Tanto per dirti, ogni persona è diversa a trattare con gli altri dipendentemente da chi ha davanti, anche il tuo amico poteva essere perfetto con te in un campo e nello stesso essere una totale frana con sua moglie se non peggio, mai due persone concorderanno con i punti di forza e di debolezza di una persona, solo una persona ben conoscente di sè li conosce e se saggia non li dice in giro.


----------



## OcchiBlu (24 Agosto 2011)

wow...non sono capace a rispondere ai diretti interessati..cmq...vorrei sottolineare che non sono una ninfomane non è solo per quello che tradisco! magari prima di andare a letto con un altro passano mesi in cui io mi sento come innamorata!!! poi basta poi dopo il tradimento passa... non riesco a lasciare il mio ragazzo per divertirmi xkè non è x divertirmi che tradisco io mi prendo dell'altro!!!!!! ho provato a lasciarlo e sono stata malissimo..è x questo che non capisco xkè lo faccio!!!


----------



## Daniele (24 Agosto 2011)

Occhiblu, forse perchè lasciare una persona anche se non la si ama più e sempre una sofferenza. Poche volte si lascia una persona che è stata importante e il gorno dopo si dice "via uno, avanti un'altro!". Ovviamente tranne la mia ex romana, ma quella è una puttana.
Per me tu sei innamorata non del sesso fine a se stesso con gli altri, ma dell'effetto che ti fa essere desiderata da  un'altro che non sia il tuo fidanzato, il sentirti padrona di una situazione intrigante...finito il giochetto perde interesse, fino a che non ti viene ancora fame. Tu non mangi di continuo, no? mangi quando hai fame, cosìmper queste cose.
Sei fortemente insicura di te stessa? Quante storie hai avuto prima del tuo fidanzato? pensaci bene.


----------



## Kid (24 Agosto 2011)

OcchiBlu ha detto:


> wow...non sono capace a rispondere ai diretti interessati..cmq...vorrei sottolineare che non sono una ninfomane non è solo per quello che tradisco! magari prima di andare a letto con un altro passano mesi in cui io mi sento come innamorata!!! poi basta poi dopo il tradimento passa... non riesco a lasciare il mio ragazzo per divertirmi xkè non è x divertirmi che tradisco io mi prendo dell'altro!!!!!! ho provato a lasciarlo e sono stata malissimo..è x questo che non capisco xkè lo faccio!!!

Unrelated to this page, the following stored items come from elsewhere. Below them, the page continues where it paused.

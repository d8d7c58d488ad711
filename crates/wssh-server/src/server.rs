//! WebSocket listener and connection intake.
//!
//! Accepts TCP connections, upgrades them to WebSocket while capturing
//! the request URI, pulls the opaque connection descriptor and terminal
//! size from the query string, establishes the SSH session, and hands
//! the pair to the bridge. Establishment errors are reported to the
//! browser as a single text frame before close; past that point the
//! remote user only ever observes the connection closing.

use crate::bridge::{self, BridgeOptions};
use crate::config::ServerConfig;
use crate::ssh::RemoteSession;
use futures_util::SinkExt;
use std::collections::HashMap;
use std::net::SocketAddr;
use tokio::net::{TcpListener, TcpStream};
use tokio_tungstenite::tungstenite::handshake::server::{Request, Response};
use tokio_tungstenite::tungstenite::Message;
use tokio_tungstenite::WebSocketStream;
use tracing::{debug, error, info, warn};
use wssh_core::{ConnectionDescriptor, WsshError, WsshResult};

/// Query parameter carrying the base64 connection descriptor.
const PARAM_DESCRIPTOR: &str = "sshinfo";

/// The wssh server instance.
pub struct WsshServer {
    config: ServerConfig,
}

impl WsshServer {
    pub fn new(config: ServerConfig) -> Self {
        Self { config }
    }

    /// Accept connections until the listener fails.
    pub async fn run(self) -> WsshResult<()> {
        let addr: SocketAddr = format!("{}:{}", self.config.bind, self.config.port)
            .parse()
            .map_err(|e| WsshError::Other(format!("invalid bind address: {e}")))?;

        let listener = TcpListener::bind(addr)
            .await
            .map_err(|e| WsshError::Other(format!("bind failed: {e}")))?;

        info!(addr = %addr, "websocket listener started");

        loop {
            match listener.accept().await {
                Ok((stream, remote)) => {
                    let config = self.config.clone();
                    tokio::spawn(async move {
                        debug!(remote = %remote, "connection accepted");
                        if let Err(e) = handle_connection(stream, config).await {
                            warn!(remote = %remote, error = %e, "connection ended with error");
                        }
                    });
                }
                Err(e) => {
                    error!(error = %e, "TCP accept failed");
                }
            }
        }
    }
}

/// Upgrade, establish, bridge. One call per browser connection.
async fn handle_connection(stream: TcpStream, config: ServerConfig) -> WsshResult<()> {
    let mut query = None;
    let callback = |req: &Request, resp: Response| {
        query = req.uri().query().map(str::to_string);
        Ok(resp)
    };
    let mut ws = tokio_tungstenite::accept_hdr_async(stream, callback)
        .await
        .map_err(|e| WsshError::Other(format!("websocket handshake failed: {e}")))?;

    let params = parse_query(query.as_deref().unwrap_or(""));
    let rows = dimension(&params, "rows", config.default_rows);
    let cols = dimension(&params, "cols", config.default_cols);

    let descriptor = match params
        .get(PARAM_DESCRIPTOR)
        .ok_or_else(|| WsshError::Descriptor(format!("missing {PARAM_DESCRIPTOR} parameter")))
        .and_then(|encoded| ConnectionDescriptor::decode(encoded))
    {
        Ok(d) => d,
        Err(e) => {
            reject(&mut ws, &e).await;
            return Err(e);
        }
    };

    let session =
        match RemoteSession::establish(&descriptor, rows, cols, config.connect_timeout).await {
            Ok(s) => s,
            Err(e) => {
                reject(&mut ws, &e).await;
                return Err(e);
            }
        };

    bridge::run(
        ws,
        session,
        BridgeOptions {
            session_timeout: config.session_timeout,
            flush_interval: config.flush_interval,
        },
    )
    .await;

    Ok(())
}

/// Report an establishment failure to the browser, then close.
async fn reject(ws: &mut WebSocketStream<TcpStream>, err: &WsshError) {
    let notice = format!("\u{1b}[31m{err}\u{1b}[0m");
    let _ = ws.send(Message::Text(notice)).await;
    let _ = ws.close(None).await;
}

fn dimension(params: &HashMap<String, String>, key: &str, default: u16) -> u16 {
    params
        .get(key)
        .and_then(|s| s.parse().ok())
        .unwrap_or(default)
}

/// Minimal query-string parser with `%XX` decoding.
///
/// `+` is kept literal: the descriptor value is base64, where `+` is a
/// payload character, and well-behaved clients encode spaces as `%20`.
fn parse_query(query: &str) -> HashMap<String, String> {
    query
        .split('&')
        .filter(|pair| !pair.is_empty())
        .filter_map(|pair| {
            let (key, value) = pair.split_once('=')?;
            Some((percent_decode(key), percent_decode(value)))
        })
        .collect()
}

fn percent_decode(s: &str) -> String {
    let bytes = s.as_bytes();
    let mut out = Vec::with_capacity(bytes.len());
    let mut i = 0;
    while i < bytes.len() {
        if bytes[i] == b'%' && i + 2 < bytes.len() {
            let hex = std::str::from_utf8(&bytes[i + 1..i + 3]).ok();
            if let Some(byte) = hex.and_then(|h| u8::from_str_radix(h, 16).ok()) {
                out.push(byte);
                i += 3;
                continue;
            }
        }
        out.push(bytes[i]);
        i += 1;
    }
    String::from_utf8_lossy(&out).into_owned()
}

#[cfg(test)]
mod tests {
    use super::*;

    #[test]
    fn parses_plain_pairs() {
        let params = parse_query("sshinfo=abc123&rows=40&cols=120");
        assert_eq!(params.get("sshinfo").unwrap(), "abc123");
        assert_eq!(params.get("rows").unwrap(), "40");
        assert_eq!(params.get("cols").unwrap(), "120");
    }

    #[test]
    fn decodes_percent_escapes() {
        let params = parse_query("sshinfo=eyJpcCI6綠%3D%3D&note=a%20b");
        assert_eq!(params.get("sshinfo").unwrap(), "eyJpcCI6綠==");
        assert_eq!(params.get("note").unwrap(), "a b");
    }

    #[test]
    fn keeps_plus_literal() {
        let params = parse_query("sshinfo=ab+cd");
        assert_eq!(params.get("sshinfo").unwrap(), "ab+cd");
    }

    #[test]
    fn ignores_malformed_pairs() {
        let params = parse_query("lonely&rows=24");
        assert!(!params.contains_key("lonely"));
        assert_eq!(params.get("rows").unwrap(), "24");
    }

    #[test]
    fn bad_percent_escape_passes_through() {
        let params = parse_query("x=%zz");
        assert_eq!(params.get("x").unwrap(), "%zz");
    }

    #[test]
    fn dimension_falls_back_to_default() {
        let params = parse_query("rows=forty");
        assert_eq!(dimension(&params, "rows", 24), 24);
        assert_eq!(dimension(&params, "cols", 80), 80);
        let params = parse_query("rows=50");
        assert_eq!(dimension(&params, "rows", 24), 50);
    }
}
//! Server configuration: TOML file + CLI overrides.

use serde::Deserialize;
use std::path::{Path, PathBuf};
use std::time::Duration;
use tracing::{info, warn};
use wssh_core::{WsshError, WsshResult};

/// Top-level config file structure.
#[derive(Debug, Clone, Default, Deserialize)]
pub struct ConfigFile {
    #[serde(default)]
    pub server: ServerSection,
}

/// `[server]` section of the config TOML.
#[derive(Debug, Clone, Deserialize)]
pub struct ServerSection {
    #[serde(default = "default_bind")]
    pub bind: String,
    #[serde(default = "default_port")]
    pub port: u16,
    #[serde(default = "default_connect_timeout")]
    pub connect_timeout_secs: u64,
    #[serde(default = "default_session_timeout")]
    pub session_timeout_secs: u64,
    #[serde(default = "default_flush_interval")]
    pub flush_interval_ms: u64,
    #[serde(default = "default_rows")]
    pub default_rows: u16,
    #[serde(default = "default_cols")]
    pub default_cols: u16,
}

impl Default for ServerSection {
    fn default() -> Self {
        Self {
            bind: default_bind(),
            port: default_port(),
            connect_timeout_secs: default_connect_timeout(),
            session_timeout_secs: default_session_timeout(),
            flush_interval_ms: default_flush_interval(),
            default_rows: default_rows(),
            default_cols: default_cols(),
        }
    }
}

fn default_bind() -> String {
    "0.0.0.0".to_string()
}
fn default_port() -> u16 {
    5322
}
fn default_connect_timeout() -> u64 {
    5
}
fn default_session_timeout() -> u64 {
    3600
}
fn default_flush_interval() -> u64 {
    20
}
fn default_rows() -> u16 {
    24
}
fn default_cols() -> u16 {
    80
}

/// Resolved server configuration (CLI overrides applied).
#[derive(Debug, Clone)]
pub struct ServerConfig {
    pub bind: String,
    pub port: u16,
    pub connect_timeout: Duration,
    pub session_timeout: Duration,
    pub flush_interval: Duration,
    pub default_rows: u16,
    pub default_cols: u16,
}

impl ServerConfig {
    /// Load config from TOML file, then apply CLI overrides.
    pub fn load(
        config_path: Option<&Path>,
        cli_bind: Option<&str>,
        cli_port: Option<u16>,
        cli_connect_timeout: Option<u64>,
        cli_session_timeout: Option<u64>,
        cli_flush_interval: Option<u64>,
    ) -> WsshResult<Self> {
        let file_config = if let Some(path) = config_path {
            let expanded = expand_tilde(path);
            if expanded.exists() {
                info!(path = %expanded.display(), "loading config file");
                let content = std::fs::read_to_string(&expanded)?;
                toml::from_str::<ConfigFile>(&content)
                    .map_err(|e| WsshError::Other(format!("config parse error: {e}")))?
            } else {
                info!(path = %expanded.display(), "config file not found, using defaults");
                ConfigFile::default()
            }
        } else {
            ConfigFile::default()
        };

        let server = file_config.server;
        let connect_timeout =
            cli_connect_timeout.unwrap_or(server.connect_timeout_secs);
        let session_timeout =
            cli_session_timeout.unwrap_or(server.session_timeout_secs);
        let flush_interval = cli_flush_interval.unwrap_or(server.flush_interval_ms);
        // tokio::time::interval panics on a zero period; floor at 1ms.
        if flush_interval == 0 {
            warn!("flush interval of 0ms raised to 1ms");
        }
        let flush_interval = flush_interval.max(1);

        Ok(Self {
            bind: cli_bind.map(str::to_string).unwrap_or(server.bind),
            port: cli_port.unwrap_or(server.port),
            connect_timeout: Duration::from_secs(connect_timeout),
            session_timeout: Duration::from_secs(session_timeout),
            flush_interval: Duration::from_millis(flush_interval),
            default_rows: server.default_rows,
            default_cols: server.default_cols,
        })
    }
}

/// Expand `~` to the user's home directory.
fn expand_tilde(path: &Path) -> PathBuf {
    let s = path.to_string_lossy();
    if let Some(rest) = s.strip_prefix("~/") {
        if let Some(home) = dirs::home_dir() {
            return home.join(rest);
        }
    }
    PathBuf::from(s.as_ref())
}

#[cfg(test)]
mod tests {
    use super::*;

    #[test]
    fn defaults_without_file() {
        let cfg = ServerConfig::load(None, None, None, None, None, None).unwrap();
        assert_eq!(cfg.port, 5322);
        assert_eq!(cfg.connect_timeout, Duration::from_secs(5));
        assert_eq!(cfg.flush_interval, Duration::from_millis(20));
        assert_eq!((cfg.default_rows, cfg.default_cols), (24, 80));
    }

    #[test]
    fn cli_overrides_win() {
        let cfg =
            ServerConfig::load(None, Some("127.0.0.1"), Some(9000), Some(2), Some(60), Some(50))
                .unwrap();
        assert_eq!(cfg.bind, "127.0.0.1");
        assert_eq!(cfg.port, 9000);
        assert_eq!(cfg.connect_timeout, Duration::from_secs(2));
        assert_eq!(cfg.session_timeout, Duration::from_secs(60));
        assert_eq!(cfg.flush_interval, Duration::from_millis(50));
    }

    #[test]
    fn zero_flush_interval_is_raised_to_one_ms() {
        // File values share the same merge path as the CLI override.
        let cfg = ServerConfig::load(None, None, None, None, None, Some(0)).unwrap();
        assert_eq!(cfg.flush_interval, Duration::from_millis(1));
    }

    #[test]
    fn parses_server_section() {
        let file: ConfigFile = toml::from_str(
            r#"
            [server]
            port = 4000
            session_timeout_secs = 120
            "#,
        )
        .unwrap();
        assert_eq!(file.server.port, 4000);
        assert_eq!(file.server.session_timeout_secs, 120);
        // Unset keys fall back to defaults.
        assert_eq!(file.server.flush_interval_ms, 20);
    }
}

Mah... io parlo da uomo e da uomo ti posso dire che non conosco nessuno dei miei amici (sposati e non) che non vorrebbero un rapporto fisso e soddisfacente e ogni tanto farsi la trombata random.

Io personalmente non ho mai trdito per il sesso, ma per l'emozione che mi dava.

Io mica penso tu sia una ninfomane... dico che sei una libertina.


----------



## Daniele (24 Agosto 2011)

E io dico che ama il suo fidanzato non di amore puro, ma di un amore di bisogno, che è diverso, dipendenza affettiva.


----------



## OcchiBlu (24 Agosto 2011)

prima del mio ragazzo attuale ho avuto due uomini.. si sono insicura di me stessa questo è certo.


----------



## Ospite2 (24 Agosto 2011)

OcchiBlu ha detto:


> prima del mio ragazzo attuale ho avuto due uomini.. si sono insicura di me stessa questo è certo.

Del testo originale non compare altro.